Few investments are more important than leasing a home, regardless of whether you are a lessor or a lessee. Knowing your rights and responsibilities ahead of time can save you costly mistakes and headaches down the road.

Landlord Responsibilities

Florida landlords have certain responsibilities to their tenants.

To begin with, the landlord must provide and/or maintain the following:

  • Dwelling structures
  • Plumbing and sanitation
  • Water
  • Heating
  • Electrical outlets and wiring
  • Garbage removal (for multi-family units)
  • Pest control (for multi-family units)
  • Mold
  • Treatment of bed bugs
  • Any amenities provided, such as air-conditioning

The tenant is allowed to withhold rent for failure to provide essential services. The tenant must provide 7 days written notice after which the landlord has 20 days to make the repairs. Once the repairs are made, the tenant must pay the rent that was withheld while repairs were pending.

The landlord must give the tenant 12 hours notice before entering the property, unless there is an emergency or if the tenant has been absent from the property for an extended time.

Along with a written copy of the lease, the landlord must provide the tenant with radon gas and lead paint disclosures.

The landlord is prohibited from engaging in retaliatory conduct or discriminatory practices.

Tenant Responsibilities

Likewise, Florida tenants have responsibilities under their leases. Tenants in Florida must:

  • Maintain the unit in a safe and habitable manner
  • Keep the unit clean and sanitary
  • Keep all dwelling fixtures clean and sanitary, and use in a reasonable manner
  • Not disturb other tenants
  • Not destroy or damage any part of the home
  • Pay rent on time
  • Remove all belongings when vacating the premises

Security Deposit

Florida law allows landlords to require a security deposit.

There isn’t a statute that sets the maximum amount a landlord can request as a security deposit or whether they must let the interest accrue. However, if the landlord does choose to accrue interest, the tenant must receive 75% of the annualized average interest rate or 5% simple interest. The security deposit must go in a separate account. The landlord can also post a surety bond.  

The full security deposit must be returned within 15 days. If the tenant only gets a partial refund, the landlord has 30 days to notify the tenant via certified mail with an itemized list of damages and charges.

Rent and Fees

Rent is due at the beginning of each period without notice unless the parties agree to a different arrangement. It is equally apportioned for each day.

Landlords can charge whatever amount they want and can change the rent amount at any time with proper notice.

The following fees are allowed:

  • Non-refundable fees
  • Application fees
  • Late fees


Landlords in Florida can evict a tenant for the following reasons:

  • Failure to pay rent
  • No lease
  • The lease has ended
  • Violation of lease terms (the landlord must give the tenant 7 days to fix the problem or leave or a 7-day Unconditional Quit Notice if the violation can’t be fixed)
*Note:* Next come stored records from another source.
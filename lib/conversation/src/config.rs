//! Routing configuration.
//!
//! The assistant and admin participants are ordinary directory entries whose
//! ids are reserved by configuration. They are loaded once at startup and
//! handed to the router and the history aggregator explicitly.

use crate::error::ConfigError;
use crate::participant::ParticipantRole;
use serde::{Deserialize, Serialize};
use std::time::Duration;
use support_relay_core::ParticipantId;

/// Apology persisted when the assistant cannot answer.
pub const DEFAULT_FALLBACK_TEXT: &str = "Xin lỗi, AI Assistant tạm thời không khả dụng. \
Vui lòng thử lại sau hoặc liên hệ admin để được hỗ trợ.";

/// The reserved assistant and admin participant ids.
#[derive(Debug, Clone, Copy, PartialEq, Eq, Serialize, Deserialize)]
pub struct Sentinels {
    /// Id of the automated assistant participant.
    pub assistant: ParticipantId,
    /// Id of the human admin participant.
    pub admin: ParticipantId,
}

impl Sentinels {
    /// Creates a sentinel pair.
    #[must_use]
    pub const fn new(assistant: ParticipantId, admin: ParticipantId) -> Self {
        Self { assistant, admin }
    }

    /// Returns the role the given participant plays.
    #[must_use]
    pub fn role_of(&self, id: ParticipantId) -> ParticipantRole {
        if id == self.assistant {
            ParticipantRole::Assistant
        } else if id == self.admin {
            ParticipantRole::Admin
        } else {
            ParticipantRole::Customer
        }
    }

    /// Returns true if the id is one of the two reserved ids.
    #[must_use]
    pub fn is_sentinel(&self, id: ParticipantId) -> bool {
        id == self.assistant || id == self.admin
    }
}

/// Configuration consumed by the conversation router.
#[derive(Debug, Clone, Deserialize)]
pub struct RoutingConfig {
    /// Id of the automated assistant participant.
    pub assistant_id: ParticipantId,

    /// Id of the human admin participant.
    pub admin_id: ParticipantId,

    /// Upper bound on a single assistant call, in seconds.
    #[serde(default = "default_assistant_timeout_secs")]
    pub assistant_timeout_secs: u64,

    /// Apology stored when the assistant fails.
    #[serde(default = "default_fallback_text")]
    pub fallback_text: String,
}

fn default_assistant_timeout_secs() -> u64 {
    30
}

fn default_fallback_text() -> String {
    DEFAULT_FALLBACK_TEXT.to_string()
}

impl RoutingConfig {
    /// Creates a configuration with default timeout and fallback text.
    #[must_use]
    pub fn new(assistant_id: ParticipantId, admin_id: ParticipantId) -> Self {
        Self {
            assistant_id,
            admin_id,
            assistant_timeout_secs: default_assistant_timeout_secs(),
            fallback_text: default_fallback_text(),
        }
    }

    /// Returns the sentinel pair.
    #[must_use]
    pub fn sentinels(&self) -> Sentinels {
        Sentinels::new(self.assistant_id, self.admin_id)
    }

    /// Returns the assistant call deadline.
    #[must_use]
    pub fn assistant_timeout(&self) -> Duration {
        Duration::from_secs(self.assistant_timeout_secs)
    }

    /// Checks the configuration for values the router cannot work with.
    ///
    /// # Errors
    ///
    /// Returns the first problem found.
    pub fn validate(&self) -> Result<(), ConfigError> {
        if self.assistant_id == self.admin_id {
            return Err(ConfigError::SentinelsCollide {
                id: self.assistant_id,
            });
        }
        if self.assistant_timeout_secs == 0 {
            return Err(ConfigError::ZeroTimeout);
        }
        if self.fallback_text.trim().is_empty() {
            return Err(ConfigError::EmptyFallbackText);
        }
        Ok(())
    }
}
The landlord must go through the proper channels to evict a tenant. The landlord can’t lock out the tenant or have their utilities shut off. If a landlord tries to do an eviction by themselves without the proper legal proceedings, they are liable for actual and consequential damages or 3 months’ rent (whichever is greater), costs and attorney fees.

Lease Termination Notice

In most circumstances, landlords must give tenants a lease termination notice.

If the lease is yearly, the landlord must give the tenant 60-day notice. Quarterly leases require a 30-day notice while tenants with month-to-month leases need 15-day notice. Week-to-week tenants must be given a 7-day notice of lease termination. 

The tenant must be given a 3-day notice for termination due to non-payment of rent. The tenant then has 7 days to pay the rent due or the landlord can begin eviction proceedings.

A tenant can terminate the lease without notice for active military duty.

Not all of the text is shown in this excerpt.